Si les ayant soufferts je m’en suis fait complice,
À la seule vertu j’ai cru rendre justice,
Et ce cœur dans son choix n’a point examiné
S’il en aimoit l’éclat sur un front couronné.
Mais enfin aujourd’hui je ne puis plus sans crime
Lui rien souffrir pour vous au-delà de l’estime,
C’est pour Cléone seule…
Ah ! Que me dites-vous ?
Que le Roi vous choisit pour être son Époux,
Et que se réservant lui-même à vous le dire,
Il la fait préparer à l’aveu qu’il désire.

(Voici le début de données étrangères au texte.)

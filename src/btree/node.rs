use core::mem::MaybeUninit;
use core::ops::Add;
use core::ptr::NonNull;
use core::slice;

use allocator_api2::alloc::Allocator;
use generic_array::sequence::GenericSequence;
use generic_array::{ArrayLength, GenericArray};
use typenum::{Sum, U1};

use crate::common::{self, InsertExt};

pub(crate) type ChildSlot<K, V, C> = Option<NonNull<Node<K, V, C>>>;

type Keys<K, C> = GenericArray<MaybeUninit<K>, C>;
type Values<V, C> = GenericArray<MaybeUninit<V>, C>;
type Children<K, V, C> = GenericArray<ChildSlot<K, V, C>, Sum<C, U1>>;

/// A B-tree node. Every node carries key-value pairs; a node is a leaf
/// exactly when its child slots are empty, so no tag is stored.
///
/// The key and value arrays are inline and fixed at `C` cells; only the
/// first `key_count` cells of each are initialised. `key_count` is a single
/// byte, which caps `C` at 255.
pub(crate) struct Node<K, V, C>
where
    C: ArrayLength + Add<U1>,
    Sum<C, U1>: ArrayLength,
{
    keys: Keys<K, C>,
    values: Values<V, C>,
    children: Children<K, V, C>,
    key_count: u8,
}

impl<K, V, C> Node<K, V, C>
where
    C: ArrayLength + Add<U1>,
    Sum<C, U1>: ArrayLength,
{
    pub(crate) fn empty() -> Self {
        Node {
            keys: GenericArray::uninit(),
            values: GenericArray::uninit(),
            children: GenericArray::generate(|_| None),
            key_count: 0,
        }
    }

    #[inline]
    pub(crate) fn len(&self) -> usize {
        usize::from(self.key_count)
    }

    #[inline]
    pub(crate) fn is_full(&self) -> bool {
        self.len() == C::USIZE
    }

    #[inline]
    pub(crate) fn is_leaf(&self) -> bool {
        self.children[self.len()].is_none()
    }

    /// The live, sorted prefix of the key array.
    #[inline]
    pub(crate) fn keys(&self) -> &[K] {
        // SAFETY: the first `key_count` cells are initialised.
        unsafe { slice::from_raw_parts(self.keys.as_ptr().cast::<K>(), self.len()) }
    }

    pub(crate) fn key_at(&self, i: usize) -> &K {
        assert!(i < self.len());
        // SAFETY: i < key_count, so the cell is initialised.
        unsafe { self.keys[i].assume_init_ref() }
    }

    pub(crate) fn value_at(&self, i: usize) -> &V {
        assert!(i < self.len());
        // SAFETY: i < key_count, so the cell is initialised.
        unsafe { self.values[i].assume_init_ref() }
    }

    /// Test hook: overwrite a key in place, bypassing every ordering rule.
    #[cfg(test)]
    pub(crate) fn set_key(&mut self, i: usize, key: K) {
        assert!(i < self.len());
        // SAFETY: i < key_count, so the cell is initialised; assigning
        // through the reference drops the old key.
        unsafe {
            *self.keys[i].assume_init_mut() = key;
        }
    }

    /// Overwrite the value at `i`, dropping the previous one.
    pub(crate) fn set_value(&mut self, i: usize, value: V) {
        assert!(i < self.len());
        // SAFETY: i < key_count, so the cell is initialised; assigning
        // through the reference drops the old value.
        unsafe {
            *self.values[i].assume_init_mut() = value;
        }
    }

    pub(crate) fn child(&self, i: usize) -> ChildSlot<K, V, C> {
        assert!(i <= self.len());
        self.children[i]
    }

    /// Shift-insert `key`/`value` at `ix` with `child` as the new entry's
    /// right child. The node must have room.
    pub(crate) fn insert_at(&mut self, ix: usize, key: K, value: V, child: ChildSlot<K, V, C>) {
        assert!(!self.is_full());
        let len = self.len();
        self.keys.insert(ix, len, key);
        self.values.insert(ix, len, value);
        self.children.insert(ix + 1, len + 1, child);
        self.key_count += 1;
    }

    /// Split a full node and place the inbound entry, promoting the median
    /// of the combined run.
    ///
    /// The node's `C` pairs and the inbound pair form a virtual run of
    /// `C + 1` ordered entries, with the inbound pair at its lower-bound
    /// index `ix`. The run's entry at `C / 2` is promoted and returned, the
    /// entries below it stay in `self` and the entries above it move into
    /// `right` (an empty node supplied by the caller), so both halves end
    /// with at least `C / 2` pairs. `child` is the inbound entry's right
    /// child and follows it.
    pub(crate) fn split_insert(
        &mut self,
        ix: usize,
        key: K,
        value: V,
        child: ChildSlot<K, V, C>,
        right: &mut Self,
    ) -> (K, V) {
        assert!(self.is_full());
        assert_eq!(right.len(), 0);

        let c = C::USIZE;
        let h = c / 2;
        let branch = !self.is_leaf();

        if ix < h {
            // The inbound entry lands below the median, which is the pair
            // at h - 1 of the existing cells.
            let moved = c - h;
            // SAFETY: cells [h, c) are initialised and are not read as live
            // values from `self` again (key_count drops below h).
            unsafe {
                common::move_cells(&mut self.keys[h..], &mut right.keys, moved);
                common::move_cells(&mut self.values[h..], &mut right.values, moved);
            }
            if branch {
                right.children[..moved + 1].copy_from_slice(&self.children[h..c + 1]);
            }
            right.key_count = moved as u8;

            // SAFETY: cell h - 1 is initialised; ownership moves to the
            // caller and key_count is cut below it.
            let sep_key = unsafe { self.keys[h - 1].assume_init_read() };
            // SAFETY: as above.
            let sep_value = unsafe { self.values[h - 1].assume_init_read() };
            self.key_count = (h - 1) as u8;
            self.insert_at(ix, key, value, child);
            (sep_key, sep_value)
        } else if ix == h {
            // The inbound entry is the median itself; its right child
            // leads the new sibling.
            let moved = c - h;
            // SAFETY: cells [h, c) are initialised and are not read as live
            // values from `self` again (key_count drops to h).
            unsafe {
                common::move_cells(&mut self.keys[h..], &mut right.keys, moved);
                common::move_cells(&mut self.values[h..], &mut right.values, moved);
            }
            if branch {
                right.children[0] = child;
                right.children[1..moved + 1].copy_from_slice(&self.children[h + 1..c + 1]);
            }
            right.key_count = moved as u8;
            self.key_count = h as u8;
            (key, value)
        } else {
            // The inbound entry lands above the median at h.
            let moved = c - h - 1;
            // SAFETY: cells [h + 1, c) are initialised and are not read as
            // live values from `self` again (key_count drops to h).
            unsafe {
                common::move_cells(&mut self.keys[h + 1..], &mut right.keys, moved);
                common::move_cells(&mut self.values[h + 1..], &mut right.values, moved);
            }
            if branch {
                right.children[..moved + 1].copy_from_slice(&self.children[h + 1..c + 1]);
            }
            right.key_count = moved as u8;

            // SAFETY: cell h is initialised; ownership moves to the caller
            // and key_count is cut below it.
            let sep_key = unsafe { self.keys[h].assume_init_read() };
            // SAFETY: as above.
            let sep_value = unsafe { self.values[h].assume_init_read() };
            self.key_count = h as u8;
            right.insert_at(ix - h - 1, key, value, child);
            (sep_key, sep_value)
        }
    }

    /// Turn an empty node into the root produced by a full-height split.
    pub(crate) fn init_root(
        &mut self,
        key: K,
        value: V,
        left: NonNull<Self>,
        right: NonNull<Self>,
    ) {
        assert_eq!(self.len(), 0);
        self.keys[0].write(key);
        self.values[0].write(value);
        self.children[0] = Some(left);
        self.children[1] = Some(right);
        self.key_count = 1;
    }

    /// Drop every pair in the subtree and release its nodes.
    ///
    /// # Safety
    ///
    /// `ptr` must own a live subtree allocated from `alloc`, and must not be
    /// used again.
    pub(crate) unsafe fn drop_subtree<A: Allocator>(mut ptr: NonNull<Self>, alloc: &A) {
        // SAFETY: `ptr` is live and uniquely owned per the contract.
        let node = unsafe { ptr.as_mut() };
        for i in 0..=node.len() {
            if let Some(child) = node.children[i] {
                // SAFETY: child slots below `key_count` own live subtrees
                // from the same allocator.
                unsafe { Self::drop_subtree(child, alloc) };
            }
        }
        for i in 0..node.len() {
            // SAFETY: cells below `key_count` are initialised and dropped
            // exactly once here.
            unsafe {
                node.keys[i].assume_init_drop();
                node.values[i].assume_init_drop();
            }
        }
        // SAFETY: allocated by `alloc_node` with the same allocator; all
        // live contents were dropped above.
        unsafe { common::dealloc_node(alloc, ptr) };
    }
}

Ce coup surprend ma flamme, il le faut confesser.
Ce choix en fait un crime, il n’y faut plus penser.
Quoi, vous croyez déjà que mon cœur y consente ?
Quoi, vous refuseriez cette gloire éclatante ?
Quelque bonheur par là dont me flatte le Roi,
Hors vous, hors votre amour, il n’en est point pour moi.
Si vous n’acceptiez pas l’honneur qu’il vous veut faire,
Pourriez-vous espérer de fléchir sa colère ?
Non, mais par votre aveu, si je puis l’obtenir,
Pour rompre son dessein je le veux prévenir.
C’est l’unique remède aux maux qu’il nous prépare,
Il faut me déclarer avant qu’il se déclare,
Lui découvrir ma flamme, et presser sa bonté
D’en voir plutôt l’ardeur que la témérité.